BEGIN RECORDS SHOWN

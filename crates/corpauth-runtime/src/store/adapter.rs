//! Connection-managing store adapter.

use super::{
    protected_resources_sql, AuthorizationStore, Connection, Connector, Param, PermissionQuery,
    Row, ACADEMIC_STATUS_SQL, DEFAULT_LICENCE_TABLE, PERMITTED_RESOURCES_SQL,
    PROTECTED_RESOURCES_SQL,
};
use corpauth_types::StoreError;
use parking_lot::Mutex;

/// Attempts per query: the first try plus one reconnect-and-retry.
pub const MAX_ATTEMPTS: u32 = 2;

/// Store adapter over a [`Connector`].
///
/// Holds at most one connection, opened lazily on the first query and
/// guarded by a mutex; concurrent callers serialize on it.
///
/// # Failure policy
///
/// | Error | Action |
/// |-------|--------|
/// | `Connection` (1st) | drop connection, reconnect, retry once |
/// | `Connection` (2nd) | return `Unavailable { attempts: 2 }` |
/// | anything else | return immediately |
///
/// With `persistent = false` the connection is dropped after every query,
/// whatever its outcome.
///
/// # Blocking
///
/// Every call blocks the calling thread until the store answers or the
/// retry budget is spent. Calling from inside a tokio task is allowed and
/// never panics: the PostgreSQL backend waits on a helper thread and the
/// task's worker thread stays blocked meanwhile. Async servers should
/// still prefer `spawn_blocking` so other tasks keep running.
pub struct StoreAdapter<C: Connector> {
    connector: C,
    conn: Mutex<Option<C::Conn>>,
    persistent: bool,
    protected_sql: String,
}

impl<C: Connector> StoreAdapter<C> {
    /// Creates an adapter. No connection is opened yet.
    pub fn new(connector: C, persistent: bool) -> Self {
        Self {
            connector,
            conn: Mutex::new(None),
            persistent,
            protected_sql: PROTECTED_RESOURCES_SQL
                .replace("{licence_table}", DEFAULT_LICENCE_TABLE),
        }
    }

    /// Uses `template` (with `{licence_table}`) for the protected listing.
    ///
    /// # Errors
    ///
    /// [`StoreError::MalformedQuery`] if `licence_table` is not an identifier.
    pub fn with_protected_sql(
        mut self,
        template: &str,
        licence_table: &str,
    ) -> Result<Self, StoreError> {
        self.protected_sql = protected_resources_sql(template, licence_table)?;
        Ok(self)
    }

    /// Whether the connection is kept between queries.
    #[must_use]
    pub fn is_persistent(&self) -> bool {
        self.persistent
    }

    /// Whether a connection is currently open.
    #[must_use]
    pub fn is_connected(&self) -> bool {
        self.conn.lock().is_some()
    }

    /// Drops the current connection, if any.
    pub fn disconnect(&self) {
        if self.conn.lock().take().is_some() {
            tracing::debug!("authorization store disconnected");
        }
    }

    /// Runs `sql` with `params`, applying the failure policy.
    ///
    /// # Errors
    ///
    /// [`StoreError::Unavailable`] after two connection-class failures;
    /// other store errors unchanged.
    pub fn query(&self, sql: &str, params: &[Param]) -> Result<Vec<Row>, StoreError> {
        let mut slot = self.conn.lock();
        let result = self.query_with_retry(&mut slot, sql, params);
        if !self.persistent && slot.take().is_some() {
            tracing::trace!("non-persistent store connection closed");
        }
        result
    }

    fn query_with_retry(
        &self,
        slot: &mut Option<C::Conn>,
        sql: &str,
        params: &[Param],
    ) -> Result<Vec<Row>, StoreError> {
        let mut reason = String::new();
        for attempt in 1..=MAX_ATTEMPTS {
            match self.attempt(slot, sql, params) {
                Ok(rows) => return Ok(rows),
                Err(StoreError::Connection(message)) => {
                    *slot = None;
                    if attempt < MAX_ATTEMPTS {
                        tracing::debug!(
                            "store connection error, reconnect and retry {attempt}/{}: {message}",
                            MAX_ATTEMPTS - 1
                        );
                    }
                    reason = message;
                }
                Err(other) => return Err(other),
            }
        }
        tracing::warn!(attempts = MAX_ATTEMPTS, reason = %reason, "authorization store unavailable");
        Err(StoreError::Unavailable {
            attempts: MAX_ATTEMPTS,
            reason,
        })
    }

    fn attempt(
        &self,
        slot: &mut Option<C::Conn>,
        sql: &str,
        params: &[Param],
    ) -> Result<Vec<Row>, StoreError> {
        let conn = match slot.take() {
            Some(conn) => conn,
            None => {
                let conn = self.connector.connect()?;
                tracing::debug!("authorization store connected");
                conn
            }
        };
        slot.insert(conn).query(sql, params)
    }
}

impl<C: Connector> std::fmt::Debug for StoreAdapter<C> {
    fn fmt(&self, f: &mut std::fmt::Formatter<'_>) -> std::fmt::Result {
        f.debug_struct("StoreAdapter")
            .field("persistent", &self.persistent)
            .field("connected", &self.is_connected())
            .finish_non_exhaustive()
    }
}

fn first_column(rows: Vec<Row>) -> Vec<String> {
    rows.into_iter()
        .filter_map(|row| row.0.into_iter().next().flatten())
        .collect()
}

impl<C: Connector> AuthorizationStore for StoreAdapter<C> {
    fn academic_status(&self, username: &str) -> Result<bool, StoreError> {
        let rows = self.query(ACADEMIC_STATUS_SQL, &[Param::Text(username.to_string())])?;
        Ok(!rows.is_empty())
    }

    fn permitted_resources(&self, query: &PermissionQuery) -> Result<Vec<String>, StoreError> {
        let rows = self.query(PERMITTED_RESOURCES_SQL, &query.params())?;
        Ok(first_column(rows))
    }

    fn protected_resources(&self) -> Result<Vec<String>, StoreError> {
        let rows = self.query(&self.protected_sql, &[])?;
        Ok(first_column(rows))
    }
}


#[cfg(test)]
mod tests {
    use super::scripted::Script;
    use super::*;

    fn rows(ids: &[&str]) -> Vec<Row> {
        ids.iter().map(|id| Row::from_texts([*id])).collect()
    }

    #[test]
    fn lazy_connect_on_first_query() {
        let script = Script::default().with_rows(rows(&["A"]));
        let adapter = StoreAdapter::new(script.clone(), true);
        assert_eq!(script.connects(), 0);
        assert!(!adapter.is_connected());

        adapter.query("SELECT 1", &[]).expect("query");
        adapter.query("SELECT 1", &[]).expect("query");
        assert_eq!(script.connects(), 1);
        assert!(adapter.is_connected());
    }

    #[test]
    fn one_connection_failure_is_absorbed() {
        let script = Script::default()
            .fail_query(StoreError::connection("server closed the connection"))
            .with_rows(rows(&["A"]));
        let adapter = StoreAdapter::new(script.clone(), true);

        let out = adapter.query("SELECT corpus", &[]).expect("retry succeeds");
        assert_eq!(out, rows(&["A"]));
        assert_eq!(script.connects(), 2);
        assert_eq!(script.queries(), 2);
    }

    #[test]
    fn connect_failure_then_success() {
        let script = Script::default().fail_connect(StoreError::connection("refused"));
        let adapter = StoreAdapter::new(script.clone(), true);
        adapter.query("SELECT 1", &[]).expect("second connect works");
        assert_eq!(script.connects(), 2);
    }

    #[test]
    fn two_connection_failures_are_unavailable() {
        // Connect is refused, the reconnect works but the query is reset.
        let script = Script::default()
            .fail_connect(StoreError::connection("refused"))
            .fail_query(StoreError::connection("reset"));
        let adapter = StoreAdapter::new(script.clone(), true);

        let err = adapter.query("SELECT 1", &[]).expect_err("should fail");
        assert_eq!(
            err,
            StoreError::Unavailable {
                attempts: 2,
                reason: "reset".into(),
            }
        );
        assert_eq!(script.connects(), 2);
        assert!(!adapter.is_connected());
    }

    #[test]
    fn malformed_query_not_retried() {
        let script = Script::default().fail_query(StoreError::malformed("syntax error"));
        let adapter = StoreAdapter::new(script.clone(), true);

        let err = adapter.query("SELEC", &[]).expect_err("should fail");
        assert_eq!(err, StoreError::malformed("syntax error"));
        assert_eq!(script.queries(), 1);
        assert_eq!(script.connects(), 1);
        // The connection itself is still fine.
        assert!(adapter.is_connected());
    }

    #[test]
    fn access_denied_not_retried() {
        let script = Script::default()
            .fail_connect(StoreError::AccessDenied("password authentication failed".into()));
        let adapter = StoreAdapter::new(script.clone(), true);
        let err = adapter.query("SELECT 1", &[]).expect_err("should fail");
        assert!(matches!(err, StoreError::AccessDenied(_)));
        assert_eq!(script.connects(), 1);
    }

    #[test]
    fn non_persistent_drops_connection_after_each_call() {
        let script = Script::default();
        let adapter = StoreAdapter::new(script.clone(), false);

        adapter.query("SELECT 1", &[]).expect("query");
        assert!(!adapter.is_connected());
        adapter.query("SELECT 1", &[]).expect("query");
        assert_eq!(script.connects(), 2);

        let failing = Script::default().fail_query(StoreError::malformed("bad"));
        let adapter = StoreAdapter::new(failing, false);
        assert!(adapter.query("x", &[]).is_err());
        assert!(!adapter.is_connected());
    }

    #[test]
    fn academic_status_binds_username() {
        let script = Script::default().with_rows(rows(&["alice@uni.fi"]));
        let adapter = StoreAdapter::new(script.clone(), true);
        assert!(adapter.academic_status("alice@uni.fi").expect("lookup"));

        let seen = script.seen.lock();
        assert_eq!(seen[0].0, ACADEMIC_STATUS_SQL);
        assert_eq!(seen[0].1, [Param::Text("alice@uni.fi".into())]);
    }

    #[test]
    fn academic_status_false_without_rows() {
        let adapter = StoreAdapter::new(Script::default(), true);
        assert!(!adapter.academic_status("nobody").expect("lookup"));
    }

    #[test]
    fn permitted_resources_skips_nulls() {
        let script = Script::default().with_rows(vec![
            Row::from_texts(["corpus_a"]),
            Row(vec![None]),
            Row::from_texts(["CORPUS_B"]),
        ]);
        let adapter = StoreAdapter::new(script, true);
        let query = PermissionQuery {
            academic: false,
            top_domain: "org".into(),
            username: "u@x.org".into(),
            entitlement: vec![],
        };
        assert_eq!(
            adapter.permitted_resources(&query).expect("query"),
            ["corpus_a", "CORPUS_B"]
        );
    }

    #[test]
    fn protected_sql_is_configurable() {
        let script = Script::default();
        let adapter = StoreAdapter::new(script.clone(), true)
            .with_protected_sql("SELECT corpus FROM {licence_table}", "licences")
            .expect("valid table");
        adapter.protected_resources().expect("query");
        assert_eq!(script.seen.lock()[0].0, "SELECT corpus FROM licences");
    }
}
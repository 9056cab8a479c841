//! Shibboleth identity plugin.

use crate::identity::{IdentityKeys, IdentityNormalizer};
use corpauth_hook::{
    resolve_plugin_config, HandleNotFound, HookError, MountPoint, Plugin, RequestContext,
};
use corpauth_types::RequestArgs;

/// Plugin name.
pub const NAME: &str = "shibauth";

/// Rewrites the request arguments with the identity asserted by
/// Shibboleth (environment) or the reverse proxy (headers).
///
/// Options are the [`IdentityKeys`]:
///
/// ```toml
/// [plugins.options.shibauth]
/// user_key = "REMOTE_USER"
/// affiliation_keys = ["HTTP_UNSCOPED_AFFILIATION", "HTTP_AFFILIATION"]
/// entitlement_key = "HTTP_ENTITLEMENT"
/// ```
#[derive(Debug, Default)]
pub struct ShibAuthPlugin {
    normalizer: IdentityNormalizer,
}

impl ShibAuthPlugin {
    /// Creates the plugin reading `keys`.
    #[must_use]
    pub fn new(keys: IdentityKeys) -> Self {
        Self {
            normalizer: IdentityNormalizer::new(keys),
        }
    }

    /// Creates the plugin from option overrides.
    ///
    /// # Errors
    ///
    /// See [`resolve_plugin_config`].
    pub fn from_options(
        overrides: Option<&toml::Table>,
        policy: HandleNotFound,
    ) -> Result<Self, HookError> {
        let keys: IdentityKeys = resolve_plugin_config(NAME, overrides, policy)?;
        Ok(Self::new(keys))
    }
}

impl Plugin for ShibAuthPlugin {
    fn name(&self) -> &str {
        NAME
    }

    fn mount_points(&self) -> &[MountPoint] {
        &[MountPoint::FilterIdentityPostdata]
    }

    fn filter_identity_postdata(
        &self,
        postdata: RequestArgs,
        ctx: &RequestContext,
    ) -> Result<RequestArgs, HookError> {
        let args = self.normalizer.apply(postdata, ctx.env());
        tracing::trace!(
            request_id = %ctx.id(),
            asserted = !args.get(corpauth_types::identity::REMOTE_USER).is_empty(),
            "identity postdata filtered"
        );
        Ok(args)
    }
}
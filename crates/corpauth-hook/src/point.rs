//! Mount points of the request lifecycle.
//!
//! A mount point is either a *filter* (a value is threaded through every
//! implementing plugin) or an *action* (plugins run for side effects).

use crate::HookError;
use serde::{Deserialize, Serialize};
use std::fmt;
use std::str::FromStr;

/// Invocation kind of a mount point.
#[derive(Debug, Clone, Copy, PartialEq, Eq, Hash)]
pub enum MountKind {
    /// Each plugin may replace the value; the final value goes downstream.
    Filter,
    /// Plugins observe; return values are discarded.
    Action,
}

/// All mount points where plugins can be invoked.
#[derive(Debug, Clone, Copy, PartialEq, Eq, Hash, Serialize, Deserialize)]
#[serde(rename_all = "snake_case")]
pub enum MountPoint {
    /// Request entered the pipeline; the context has just been created.
    Enter,
    /// Rewrite the request arguments before identity is read from them.
    FilterIdentityPostdata,
    /// Extend the list of corpora that require authorization.
    FilterProtectedCorpora,
    /// Rewrite the outbound result.
    FilterResult,
    /// General logging tap other components can raise.
    Log,
    /// Request is leaving the pipeline; the context is released after this.
    Exit,
}

impl MountPoint {
    /// Every mount point, in lifecycle order.
    pub const ALL: [MountPoint; 6] = [
        Self::Enter,
        Self::FilterIdentityPostdata,
        Self::FilterProtectedCorpora,
        Self::FilterResult,
        Self::Log,
        Self::Exit,
    ];

    /// Returns the invocation kind.
    #[must_use]
    pub fn kind(&self) -> MountKind {
        match self {
            Self::FilterIdentityPostdata | Self::FilterProtectedCorpora | Self::FilterResult => {
                MountKind::Filter
            }
            Self::Enter | Self::Log | Self::Exit => MountKind::Action,
        }
    }

    /// Returns `true` for filter mount points.
    #[must_use]
    pub fn is_filter(&self) -> bool {
        self.kind() == MountKind::Filter
    }

    /// Returns `true` for action mount points.
    #[must_use]
    pub fn is_action(&self) -> bool {
        self.kind() == MountKind::Action
    }

    /// Returns the canonical string representation.
    #[must_use]
    pub fn as_str(&self) -> &'static str {
        match self {
            Self::Enter => "enter",
            Self::FilterIdentityPostdata => "filter_identity_postdata",
            Self::FilterProtectedCorpora => "filter_protected_corpora",
            Self::FilterResult => "filter_result",
            Self::Log => "log",
            Self::Exit => "exit",
        }
    }
}

impl FromStr for MountPoint {
    type Err = HookError;

    fn from_str(s: &str) -> Result<Self, Self::Err> {
        Self::ALL
            .iter()
            .copied()
            .find(|p| p.as_str() == s)
            .ok_or_else(|| HookError::UnknownMountPoint(s.to_string()))
    }
}

impl fmt::Display for MountPoint {
    fn fmt(&self, f: &mut fmt::Formatter<'_>) -> fmt::Result {
        f.write_str(self.as_str())
    }
}
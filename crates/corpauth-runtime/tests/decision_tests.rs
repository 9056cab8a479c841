//! End-to-end decisions through the configured pipeline and an in-memory
//! store.

use corpauth_hook::HandleNotFound;
use corpauth_runtime::plugins::{build_pipeline, ProtectedCorporaPlugin};
use corpauth_runtime::resolver::{FOREIGN_ACADEMIC_ENTITLEMENT, REGISTRY_ACADEMIC_URN};
use corpauth_runtime::{AuthConfig, AuthService, MemoryStore};
use corpauth_types::{ErrorCode, RequestArgs, RequestEnv, StoreError};
use serde_json::json;
use std::sync::Arc;

fn store() -> MemoryStore {
    MemoryStore::new()
        .with_license("aca_corpus", "ACA")
        .with_license("fi_corpus", "ACA-Fi")
        .with_license("open_corpus", "PUB")
        .with_license("res_corpus", "RES")
        .with_academic("visitor@lib.org")
        .with_allow("alice@uni.fi", "res_corpus")
        .with_lbr_mapping("urn:nbn:fi:lb-2019", "res_corpus")
}

fn service(store: MemoryStore) -> AuthService {
    let pipeline = build_pipeline(&AuthConfig::default()).expect("pipeline");
    AuthService::new(Arc::new(pipeline), Arc::new(store))
}

fn corpora(out: &serde_json::Value) -> Vec<String> {
    let mut keys: Vec<String> = out["permitted_resources"]["corpora"]
        .as_object()
        .expect("map encoding")
        .keys()
        .cloned()
        .collect();
    keys.sort();
    keys
}

#[test]
fn finnish_staff_member() {
    let env = RequestEnv::new()
        .with_var("REMOTE_USER", "alice@uni.fi")
        .with_var("HTTP_UNSCOPED_AFFILIATION", "Staff");
    let out = service(store())
        .handle(RequestArgs::new(), env)
        .expect("decision");

    assert_eq!(out["authenticated"], true);
    assert_eq!(out["permitted_resources"]["username"], "alice@uni.fi");
    assert_eq!(corpora(&out), ["ACA_CORPUS", "FI_CORPUS", "RES_CORPUS"]);
}

#[test]
fn faculty_member_gets_academic_licences() {
    let store = MemoryStore::new().with_license("corpus1", "ACA");
    let env = RequestEnv::new()
        .with_var("REMOTE_USER", "a@example.edu")
        .with_var("HTTP_AFFILIATION", "faculty")
        .with_var("HTTP_ENTITLEMENT", "");
    let out = service(store)
        .handle(RequestArgs::new(), env)
        .expect("decision");
    assert_eq!(out["authenticated"], true);
    assert_eq!(corpora(&out), ["CORPUS1"]);
}

#[test]
fn posted_identity_alone_is_anonymous() {
    let store = Arc::new(
        store()
            .with_license("secret", "RES")
            .with_allow("alice@uni.fi", "secret"),
    );
    let pipeline = build_pipeline(&AuthConfig::default()).expect("pipeline");
    let svc = AuthService::new(Arc::new(pipeline), store.clone());
    let args = RequestArgs::new()
        .with("remote_user", "alice@uni.fi")
        .with("affiliation", "staff")
        .with("format", "short");
    let out = svc.handle(args, RequestEnv::new()).expect("decision");
    assert_eq!(
        out,
        json!({"authenticated": false,
               "permitted_resources": {"corpora": [], "username": null}})
    );
    assert_eq!(store.call_count(), 0);
}

#[test]
fn posted_identity_used_without_normalizer() {
    let mut config = AuthConfig::default();
    config.plugins.enabled = vec!["logger".into()];
    let pipeline = build_pipeline(&config).expect("pipeline");
    let svc = AuthService::new(Arc::new(pipeline), Arc::new(store()));
    let args = RequestArgs::new()
        .with("remote_user", "a@example.edu")
        .with("affiliation", "faculty");
    let out = svc.handle(args, RequestEnv::new()).expect("decision");
    assert_eq!(out["permitted_resources"]["username"], "a@example.edu");
    assert_eq!(corpora(&out), ["ACA_CORPUS"]);
}

#[test]
fn non_academic_outside_finland() {
    let env = RequestEnv::new()
        .with_header("X-Remote-User", "guest@example.org")
        .with_header("X-Affiliation", "affiliate");
    let out = service(store())
        .handle(RequestArgs::new(), env)
        .expect("decision");
    assert_eq!(out["authenticated"], true);
    assert!(corpora(&out).is_empty());
}

#[test]
fn local_academic_list() {
    let env = RequestEnv::new().with_var("REMOTE_USER", "visitor@lib.org");
    let out = service(store())
        .handle(RequestArgs::new(), env)
        .expect("decision");
    assert_eq!(corpora(&out), ["ACA_CORPUS"]);
}

#[test]
fn foreign_provider_with_finnish_email() {
    let entitlement = format!("{REGISTRY_ACADEMIC_URN};urn:nbn:fi:lb-2019");
    let env = RequestEnv::new()
        .with_var("REMOTE_USER", "someone.fi@clarin.eu")
        .with_var("HTTP_ENTITLEMENT", entitlement);
    let out = service(store())
        .handle(RequestArgs::new().with("format", "short"), env)
        .expect("decision");
    assert_eq!(
        out["permitted_resources"]["corpora"],
        json!(["ACA_CORPUS", "FI_CORPUS", "RES_CORPUS"])
    );
}

#[test]
fn foreign_provider_academic_entitlement() {
    let env = RequestEnv::new()
        .with_var("REMOTE_USER", "x@clarin.eu")
        .with_var("HTTP_ENTITLEMENT", FOREIGN_ACADEMIC_ENTITLEMENT);
    let out = service(store())
        .handle(RequestArgs::new(), env)
        .expect("decision");
    assert_eq!(corpora(&out), ["ACA_CORPUS"]);
}

#[test]
fn foreign_provider_affiliation_alone_is_not_academic() {
    let env = RequestEnv::new()
        .with_var("REMOTE_USER", "someone@clarin.eu")
        .with_var("HTTP_AFFILIATION", "member");
    let out = service(store())
        .handle(RequestArgs::new(), env)
        .expect("decision");
    assert!(corpora(&out).is_empty());
}

#[test]
fn anonymous_makes_no_store_call() {
    let store = Arc::new(store());
    let pipeline = build_pipeline(&AuthConfig::default()).expect("pipeline");
    let svc = AuthService::new(Arc::new(pipeline), store.clone());
    let out = svc
        .handle(RequestArgs::new(), RequestEnv::new())
        .expect("decision");
    assert_eq!(
        out,
        json!({"authenticated": false,
               "permitted_resources": {"corpora": {}, "username": null}})
    );
    assert_eq!(store.call_count(), 0);
}

#[test]
fn asserted_identity_overrides_posted_user() {
    let env = RequestEnv::new().with_var("REMOTE_USER", "guest@example.org");
    let args = RequestArgs::new()
        .with("remote_user", "alice@uni.fi")
        .with("affiliation", "staff");
    let out = service(store()).handle(args, env).expect("decision");
    assert_eq!(out["permitted_resources"]["username"], "guest@example.org");
    assert!(corpora(&out).is_empty());
}

#[test]
fn store_outage_is_reported() {
    let s = store();
    s.fail_with(StoreError::Unavailable {
        attempts: 2,
        reason: "connection refused".into(),
    });
    let env = RequestEnv::new().with_var("REMOTE_USER", "guest@example.org");
    let err = service(s)
        .handle(RequestArgs::new(), env)
        .expect_err("should fail");
    assert_eq!(err.code(), "STORE_UNAVAILABLE");
    assert!(err.is_recoverable());
}

#[test]
fn protected_listing_through_plugin() {
    let mut config = AuthConfig::default();
    config.plugins.enabled = vec!["logger".into()];
    config.plugins.handle_not_found = HandleNotFound::Error;
    let mut pipeline = build_pipeline(&config).expect("pipeline");
    pipeline
        .register(Box::new(ProtectedCorporaPlugin::with_store(Arc::new(store()))))
        .expect("register");

    let svc = AuthService::new(Arc::new(pipeline), Arc::new(MemoryStore::new()));
    let listed = svc.protected_corpora(RequestEnv::new()).expect("listing");
    assert_eq!(listed, ["ACA_CORPUS", "FI_CORPUS", "RES_CORPUS"]);
}

#[test]
fn concurrent_requests_are_isolated() {
    let svc = Arc::new(service(store()));
    let handles: Vec<_> = ["alice@uni.fi", "guest@example.org"]
        .into_iter()
        .map(|user| {
            let svc = Arc::clone(&svc);
            std::thread::spawn(move || {
                let env = RequestEnv::new().with_var("REMOTE_USER", user);
                let out = svc.handle(RequestArgs::new(), env).expect("decision");
                (user, out)
            })
        })
        .collect();

    for handle in handles {
        let (user, out) = handle.join().expect("thread");
        assert_eq!(out["permitted_resources"]["username"], user);
        let expected: Vec<&str> = if user == "alice@uni.fi" {
            vec!["RES_CORPUS"]
        } else {
            vec![]
        };
        assert_eq!(corpora(&out), expected);
    }
}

END RECORDS SHOWN

## WHAT YOU WILL DO
Select and copy every line of the material that holds the string "super".

## ANSWER SPACE
use super::{
    use super::scripted::Script;
    use super::*;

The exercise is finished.